It basically is an abstraction layer on top of everything HPC we use.
This is an important concept because Agave allow us to easily manage file permissions and access,
as well as providing a simple ACL interface. All of this through different friendly REST endpoints.
Now, let’s focus on the Data Depot. As we can see we have different sections in the data depot.
My Data is all your private data, this is your home directory.
Here you can share data with any user
and give it read or read/write permission through this interface
Everything that has been shared with you will appear here. All of this data is also searchable.
We also offer a collaboration section called My Projects. Here, a set of users are members of a project. Every user automatically has full access to everything within that project. This section also allow users to curate data and eventually create a publication, but this is not the aim of this presentation.
There’s the published section where we list all the publications we have. All of these publication have DOIs and the metadata is properly rendered.

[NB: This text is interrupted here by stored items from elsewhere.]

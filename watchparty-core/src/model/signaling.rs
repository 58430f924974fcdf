use crate::model::member::MemberId;
use crate::model::room::{RoomToken, SessionRole};
use serde::{Deserialize, Serialize};

#[derive(Debug, Clone, Serialize, Deserialize, PartialEq, Eq)]
pub struct IceServerConfig {
    pub urls: Vec<String>,
    pub username: Option<String>,
    pub credential: Option<String>,
}

#[derive(Debug, Clone, Copy, Serialize, Deserialize, PartialEq, Eq)]
#[serde(rename_all = "lowercase")]
pub enum SdpType {
    Offer,
    Answer,
}

/// Browser-shaped session description: `{"type": "offer", "sdp": "v=0..."}`.
#[derive(Debug, Clone, Serialize, Deserialize, PartialEq, Eq)]
pub struct SessionDescription {
    #[serde(rename = "type")]
    pub sdp_type: SdpType,
    pub sdp: String,
}

impl SessionDescription {
    pub fn offer(sdp: impl Into<String>) -> Self {
        Self {
            sdp_type: SdpType::Offer,
            sdp: sdp.into(),
        }
    }

    pub fn answer(sdp: impl Into<String>) -> Self {
        Self {
            sdp_type: SdpType::Answer,
            sdp: sdp.into(),
        }
    }
}

/// One connectivity candidate, in the JSON shape browsers emit.
#[derive(Debug, Clone, Serialize, Deserialize, PartialEq, Eq)]
#[serde(rename_all = "camelCase")]
pub struct IceCandidate {
    pub candidate: String,
    #[serde(default)]
    pub sdp_mid: Option<String>,
    #[serde(default)]
    pub sdp_m_line_index: Option<u16>,
    #[serde(default, skip_serializing_if = "Option::is_none")]
    pub username_fragment: Option<String>,
}

/// Every message that travels through the relay, keyed by its `action` field.
#[derive(Debug, Clone, Serialize, Deserialize, PartialEq)]
#[serde(tag = "action", rename_all = "kebab-case", rename_all_fields = "camelCase")]
pub enum SignalMessage {
    /// client → relay: register this connection in a room.
    Join {
        room_token: RoomToken,
        #[serde(default)]
        role: SessionRole,
    },
    /// relay → client: the identity assigned to this connection.
    Welcome { member_id: MemberId },
    /// relay → client: another member is (or just became) part of the room.
    UserJoined { remote_id: MemberId },
    /// relay → client: a member's connection closed.
    UserLeft { remote_id: MemberId },
    /// relay → client: the member that hosted the room is gone.
    HostLeft { remote_id: MemberId },
    Offer {
        target_id: MemberId,
        sender_id: MemberId,
        offer: SessionDescription,
    },
    Answer {
        target_id: MemberId,
        sender_id: MemberId,
        answer: SessionDescription,
    },
    IceCandidate {
        target_id: MemberId,
        sender_id: MemberId,
        candidate: IceCandidate,
    },
    /// Playback-sync extension point; the payload is never inspected.
    SyncMedia {
        #[serde(default, skip_serializing_if = "Option::is_none")]
        sender_id: Option<MemberId>,
        #[serde(default)]
        payload: serde_json::Value,
    },
}

impl SignalMessage {
    pub fn action(&self) -> &'static str {
        match self {
            SignalMessage::Join { .. } => "join",
            SignalMessage::Welcome { .. } => "welcome",
            SignalMessage::UserJoined { .. } => "user-joined",
            SignalMessage::UserLeft { .. } => "user-left",
            SignalMessage::HostLeft { .. } => "host-left",
            SignalMessage::Offer { .. } => "offer",
            SignalMessage::Answer { .. } => "answer",
            SignalMessage::IceCandidate { .. } => "ice-candidate",
            SignalMessage::SyncMedia { .. } => "sync-media",
        }
    }

    /// Whether a member with identity `id` is meant to act on this message.
    /// Peer-to-peer negotiation messages are broadcast by the relay, so every
    /// recipient other than the target must ignore them.
    pub fn addressed_to(&self, id: &MemberId) -> bool {
        match self {
            SignalMessage::Offer { target_id, .. }
            | SignalMessage::Answer { target_id, .. }
            | SignalMessage::IceCandidate { target_id, .. } => target_id == id,
            _ => true,
        }
    }

    /// Messages the relay forwards verbatim to the rest of the room.
    pub fn is_relayed(&self) -> bool {
        matches!(
            self,
            SignalMessage::Offer { .. }
                | SignalMessage::Answer { .. }
                | SignalMessage::IceCandidate { .. }
                | SignalMessage::SyncMedia { .. }
        )
    }

    pub fn to_json(&self) -> serde_json::Result<String> {
        serde_json::to_string(self)
    }

    pub fn from_json(text: &str) -> serde_json::Result<Self> {
        serde_json::from_str(text)
    }
}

I won’t go much into the details of the different types of publications that we have but I want you to take into consideration that all of the published metadata is also stored in elasticsearch. And we have some legacy publications which look like this
While newer publications look like this. As we can see these are two different data models.
As a counterpart we have Community Data, which is data that is public but it is not a proper publication. Mainly we store tutorials and examples.

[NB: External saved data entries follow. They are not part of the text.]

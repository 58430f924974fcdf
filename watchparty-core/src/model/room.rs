use serde::{Deserialize, Serialize};
use std::fmt;
use uuid::Uuid;

/// Opaque, caller-supplied identifier grouping participants into one signaling group.
#[derive(Debug, Serialize, Deserialize, Clone, Hash, Eq, PartialEq)]
#[serde(transparent)]
pub struct RoomToken(pub String);

impl RoomToken {
    /// Returns `None` for blank tokens, which the relay never accepts.
    pub fn parse(raw: &str) -> Option<Self> {
        let trimmed = raw.trim();
        if trimmed.is_empty() {
            None
        } else {
            Some(Self(trimmed.to_owned()))
        }
    }

    /// A random token for hosts that do not pick their own.
    pub fn generate() -> Self {
        Self(Uuid::new_v4().simple().to_string())
    }

    pub fn as_str(&self) -> &str {
        &self.0
    }
}

impl fmt::Display for RoomToken {
    fn fmt(&self, f: &mut fmt::Formatter<'_>) -> fmt::Result {
        write!(f, "{}", self.0)
    }
}

/// Whether a participant started the party or joined an existing one.
#[derive(Debug, Serialize, Deserialize, Clone, Copy, PartialEq, Eq, Default)]
#[serde(rename_all = "lowercase")]
pub enum SessionRole {
    Host,
    #[default]
    Guest,
}
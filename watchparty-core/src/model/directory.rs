use crate::model::room::RoomToken;
use serde::{Deserialize, Serialize};

/// Body of `POST /rooms`.
#[derive(Debug, Clone, Serialize, Deserialize, PartialEq, Eq)]
#[serde(rename_all = "camelCase")]
pub struct CreateRoomRequest {
    pub room_token: RoomToken,
    /// What the host is watching; handed to every guest that joins.
    #[serde(default, skip_serializing_if = "Option::is_none")]
    pub content_url: Option<String>,
}

/// Reply of the room directory to `createRoom` / `joinRoom`.
#[derive(Debug, Clone, Serialize, Deserialize, PartialEq, Eq)]
#[serde(rename_all = "camelCase")]
pub struct RoomResponse {
    pub success: bool,
    #[serde(default, skip_serializing_if = "Option::is_none")]
    pub error: Option<String>,
    #[serde(default, skip_serializing_if = "Option::is_none")]
    pub content_url: Option<String>,
}

impl RoomResponse {
    pub fn ok() -> Self {
        Self {
            success: true,
            error: None,
            content_url: None,
        }
    }

    /// Successful join, pointing the guest at the host's content.
    pub fn joined(content_url: Option<String>) -> Self {
        Self {
            content_url,
            ..Self::ok()
        }
    }

    pub fn failed(error: impl Into<String>) -> Self {
        Self {
            success: false,
            error: Some(error.into()),
            content_url: None,
        }
    }
}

Finally, we also allow users to connect external services like Box or Dropbox so they can move data from and to these external resources.
Now that we have an idea of all the different types of data we manage in the Data Depot we can have a better grasp of what the issue is
All of this data has to be searchable and discoverable.
So, after a lot of thinking about this we realized that we are mainly implementing two queries.
One is give me everything I have access to and is not in my home directory. With this query we get everything that has been shared with a specific user and we can work within that context.
The other query is to get everything pertaining to the Data Depot section the user currently is in.
In order to create these queries we decided to use Elasticsearch,
which is a search engine based on Lucene.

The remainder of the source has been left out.